- The FOMC indicated no change in policy on 1/27/21 and only slight changes to the economy's overall outlook and growth. They are concerned about "pockets of weakness" and commented that the economy's slowdown was much more "broad-based" than most realized. The FED indicated that rates would remain the same for quite some time and most likely taking us out to 2022. Some think that rates could even move down before up. I would look for the 10T to trade +/- 20 bps from here for the next 30 days.
- Chicago BOE’s will be offering a 560MM issue today with a yield of 2.61% out long. Since the Teacher’s Union has encouraged teachers to strike, I find it interesting that a bond is coming out at this time (uninsured), yielding a 2.61% during a district-wide strike. It will be interesting to see how our markets absorb this issue, I suspect the demand will be strong as everyone is “reaching” for yield
- Many analytical groups on Wall Street expect the FED to hold both rates and the pace of asset purchases steady for all of 2021. This fact will continue to keep yields low and improve the economic prospects due to the financial aid being discussed in Congress now. I suspect that with Yellen and Powell, both Treasury and the FED will take a "more dovish" approach to the economy. The FED will continue to stress limited upside risk to inflation by placing a greater emphasis on weak demand in our economy.
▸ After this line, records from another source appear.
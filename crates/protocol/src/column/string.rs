//! String and FixedString columns

use bytes::{BufMut, BytesMut};

use super::Column;
use crate::wire::{fixed_len, get_raw, get_uvarint, put_bytes};
use crate::{ColumnType, ProtocolError, Result, Value};

/// Variable-length `String` column
///
/// All rows share one contiguous buffer; `ends[i]` is the end offset of
/// row `i` within it.
///
/// ```text
/// buffer: [row0 bytes][row1 bytes][row2 bytes]...
/// ends:   [len0, len0+len1, ...]
/// ```
#[derive(Debug, Clone)]
pub struct StringColumn {
    ty: ColumnType,
    buffer: Vec<u8>,
    ends: Vec<usize>,
}

impl Default for StringColumn {
    fn default() -> Self {
        Self::new()
    }
}

impl StringColumn {
    pub fn new() -> Self {
        Self {
            ty: ColumnType::String,
            buffer: Vec::new(),
            ends: Vec::new(),
        }
    }

    /// Raw bytes of one row
    pub fn get(&self, index: usize) -> Option<&[u8]> {
        let end = *self.ends.get(index)?;
        let start = if index == 0 { 0 } else { self.ends[index - 1] };
        Some(&self.buffer[start..end])
    }

    #[inline]
    fn push(&mut self, bytes: &[u8]) {
        self.buffer.extend_from_slice(bytes);
        self.ends.push(self.buffer.len());
    }
}

impl Column for StringColumn {
    fn column_type(&self) -> &ColumnType {
        &self.ty
    }

    fn rows(&self) -> usize {
        self.ends.len()
    }

    fn append(&mut self, value: Value) -> Result<()> {
        let bytes = value
            .as_bytes()
            .ok_or_else(|| ProtocolError::type_mismatch(&self.ty, &value))?;
        self.push(bytes);
        Ok(())
    }

    fn append_default(&mut self) {
        self.ends.push(self.buffer.len());
    }

    fn row(&self, index: usize) -> Option<Value> {
        let bytes = self.get(index)?;
        Some(match std::str::from_utf8(bytes) {
            Ok(s) => Value::String(s.to_string()),
            Err(_) => Value::Bytes(bytes.to_vec()),
        })
    }

    fn truncate(&mut self, rows: usize) {
        if rows >= self.ends.len() {
            return;
        }
        self.ends.truncate(rows);
        self.buffer.truncate(self.ends.last().copied().unwrap_or(0));
    }

    fn encode(&self, buf: &mut BytesMut) {
        buf.reserve(self.buffer.len() + self.ends.len());
        for i in 0..self.ends.len() {
            if let Some(bytes) = self.get(i) {
                put_bytes(buf, bytes);
            }
        }
    }

    fn decode(&mut self, buf: &mut &[u8], rows: usize) -> Result<()> {
        // every row takes at least its length byte
        self.ends.reserve(rows.min(buf.len()));
        for _ in 0..rows {
            let len = get_uvarint(buf)? as usize;
            let bytes = get_raw(buf, len)?;
            self.push(bytes);
        }
        Ok(())
    }

    fn clone_empty(&self) -> Box<dyn Column> {
        Box::new(Self::new())
    }
}

/// `FixedString(N)` column, values zero-padded to N bytes
#[derive(Debug, Clone)]
pub struct FixedStringColumn {
    ty: ColumnType,
    width: usize,
    data: Vec<u8>,
}

impl FixedStringColumn {
    pub fn new(width: usize) -> Self {
        Self {
            ty: ColumnType::FixedString(width),
            width,
            data: Vec::new(),
        }
    }
}

impl Column for FixedStringColumn {
    fn column_type(&self) -> &ColumnType {
        &self.ty
    }

    fn rows(&self) -> usize {
        if self.width == 0 {
            return 0;
        }
        self.data.len() / self.width
    }

    fn append(&mut self, value: Value) -> Result<()> {
        let bytes = match value.as_bytes() {
            Some(bytes) if bytes.len() <= self.width => bytes,
            _ => return Err(ProtocolError::type_mismatch(&self.ty, &value)),
        };
        self.data.extend_from_slice(bytes);
        self.data.resize(self.data.len() + self.width - bytes.len(), 0);
        Ok(())
    }

    fn append_default(&mut self) {
        self.data.resize(self.data.len() + self.width, 0);
    }

    fn row(&self, index: usize) -> Option<Value> {
        let start = index.checked_mul(self.width)?;
        let bytes = self.data.get(start..start + self.width)?;
        Some(Value::Bytes(bytes.to_vec()))
    }

    fn truncate(&mut self, rows: usize) {
        self.data.truncate(rows * self.width);
    }

    fn encode(&self, buf: &mut BytesMut) {
        buf.put_slice(&self.data);
    }

    fn decode(&mut self, buf: &mut &[u8], rows: usize) -> Result<()> {
        let bytes = get_raw(buf, fixed_len(rows, self.width)?)?;
        self.data.extend_from_slice(bytes);
        Ok(())
    }

    fn clone_empty(&self) -> Box<dyn Column> {
        Box::new(Self::new(self.width))
    }
}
- The US Supreme Court sought the Biden administration's views on a state against state clash over billions of dollars paid in income taxes by people who worked from home during COVID 19. For example, New Hampshire is challenging Massachusetts’s practice of taxing non-residences who previously worked in the state; however, they are now doing their jobs from home like many others out of the state. This case will be important to watch as it could set a precedent and change tax laws in the future, impacting many taxable states' revenue should this become the norm. We will be watching this closely as this could affect "taxable heavy states," which might prompt downgrades.
- President Biden indicated he is open to reshaping his $1.9T stimulus proposal as the administration seeks a bipartisan deal. Many believe that $1.9T is too big and will continue to pressure our economy with a huge debt burden. However, Biden has indicated that no matter what happens with the number, the state and local governments will get the assistance they need to continue to operate. This fact will be good news for MUNI's in the long run and the insurance companies.
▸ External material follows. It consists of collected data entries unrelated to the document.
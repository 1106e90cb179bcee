//! Configuration validation
//!
//! Rejects configs the client would only fail on later:
//! - unusable server address
//! - zero timeouts or buffer sizes
//! - pool limits that cannot be satisfied
//! - an empty loader workload

use crate::Config;
use crate::error::{ConfigError, Result};

/// Validate the entire configuration
pub fn validate_config(config: &Config) -> Result<()> {
    validate_clickhouse(config)?;
    validate_pool(config)?;
    validate_loader(config)?;
    Ok(())
}

fn validate_clickhouse(config: &Config) -> Result<()> {
    let ch = &config.clickhouse;

    if ch.addr.trim().is_empty() {
        return Err(ConfigError::missing_field("clickhouse", "addr"));
    }
    let Some((host, port)) = ch.addr.rsplit_once(':') else {
        return Err(ConfigError::invalid_value(
            "clickhouse",
            "addr",
            format!("'{}' has no port", ch.addr),
        ));
    };
    if host.is_empty() {
        return Err(ConfigError::invalid_value(
            "clickhouse",
            "addr",
            format!("'{}' has no host", ch.addr),
        ));
    }
    if port.parse::<u16>().is_err() {
        return Err(ConfigError::invalid_value(
            "clickhouse",
            "addr",
            format!("'{port}' is not a port number"),
        ));
    }

    if ch.database.trim().is_empty() {
        return Err(ConfigError::missing_field("clickhouse", "database"));
    }
    if ch.dial_timeout.is_zero() {
        return Err(ConfigError::invalid_value(
            "clickhouse",
            "dial_timeout",
            "must be greater than zero",
        ));
    }
    if ch.block_buffer_size == 0 {
        return Err(ConfigError::invalid_value(
            "clickhouse",
            "block_buffer_size",
            "must be greater than zero",
        ));
    }
    Ok(())
}

fn validate_pool(config: &Config) -> Result<()> {
    let pool = &config.pool;

    if pool.max_open_conns == 0 {
        return Err(ConfigError::invalid_value(
            "pool",
            "max_open_conns",
            "must be at least 1",
        ));
    }
    if pool.max_idle_conns > pool.max_open_conns {
        return Err(ConfigError::invalid_value(
            "pool",
            "max_idle_conns",
            format!(
                "{} exceeds max_open_conns ({})",
                pool.max_idle_conns, pool.max_open_conns
            ),
        ));
    }
    Ok(())
}

fn validate_loader(config: &Config) -> Result<()> {
    let loader = &config.loader;

    if loader.table.trim().is_empty() {
        return Err(ConfigError::missing_field("loader", "table"));
    }
    for (field, value) in [
        ("concurrency", loader.concurrency),
        ("inserts", loader.inserts),
        ("rows", loader.rows),
    ] {
        if value == 0 {
            return Err(ConfigError::invalid_value("loader", field, "must be at least 1"));
        }
    }
    Ok(())
}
- The consensus is that additional funds will flow into the mass transit arena, such as MTA. This flow will include a $12B to build a new rail tunnel linking NY and NJ through the Hudson. Many in Congress have already indicated that a "good chunk" of this money will go directly to MTA. I believe that the government will shuffle funds to these projects to assist where needed.
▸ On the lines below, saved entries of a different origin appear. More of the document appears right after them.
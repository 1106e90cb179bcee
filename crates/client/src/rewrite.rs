//! Insert statement rewrite
//!
//! Inserts always ship their rows as native blocks, so any literal
//! `VALUES (...)` list in the statement is cut off and the statement is
//! made to end in `VALUES`.

use once_cell::sync::Lazy;
use regex::Regex;

/// Start of an inline values list: whitespace, `VALUES`, optional whitespace, `(`
static VALUES_LIST: Lazy<Regex> =
    Lazy::new(|| Regex::new(r"(?i)\sVALUES\s*\(").expect("values pattern is valid"));

/// Rewrite an INSERT statement for block-mode insertion
///
/// ```
/// use chwire_client::insert_query;
///
/// assert_eq!(insert_query("INSERT INTO t (a, b)"), "INSERT INTO t (a, b) VALUES");
/// assert_eq!(insert_query("insert into t values (1, 2)"), "insert into t VALUES");
/// assert_eq!(insert_query("INSERT INTO t VALUES"), "INSERT INTO t VALUES");
/// assert_eq!(insert_query("INSERT INTO my_values"), "INSERT INTO my_values VALUES");
/// ```
pub fn insert_query(query: &str) -> String {
    let head = match VALUES_LIST.find(query) {
        Some(m) => &query[..m.start()],
        None => query,
    };
    let head = head.trim();
    if ends_with_values_keyword(head) {
        return head.to_string();
    }
    format!("{head} VALUES")
}

/// `VALUES` as a whole trailing word, so `my_values` does not count
fn ends_with_values_keyword(head: &str) -> bool {
    const KEYWORD: &str = "VALUES";
    let Some(split) = head.len().checked_sub(KEYWORD.len()) else {
        return false;
    };
    if !head.is_char_boundary(split) || !head[split..].eq_ignore_ascii_case(KEYWORD) {
        return false;
    }
    head[..split]
        .chars()
        .next_back()
        .is_none_or(char::is_whitespace)
}

#[cfg(test)]
#[path = "rewrite_test.rs"]
mod rewrite_test;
- Visible supply begins the week at $8.26B and continues to be well below the average of $13.9B for 2020. Many, including me, expect this number to remain low over the next two months as many municipalities issued debt in the early Fall of last year to "get ahead" of the election, as discussed. With this "lack of supply," I believe it will continue to prop up MUNI prices for the near term.
- As we know, American states and cities are selling bonds to cover their pension fund debits at the fastest pace in more than a decade. With interest rates holding at record lows, I expect this to continue through 2021 and most, if not all, 2022. With the current administration's stance on borrowing while funding municipalities and cities for "whatever they might need," many in our markets believe that most pensions will shore-up with additional debt.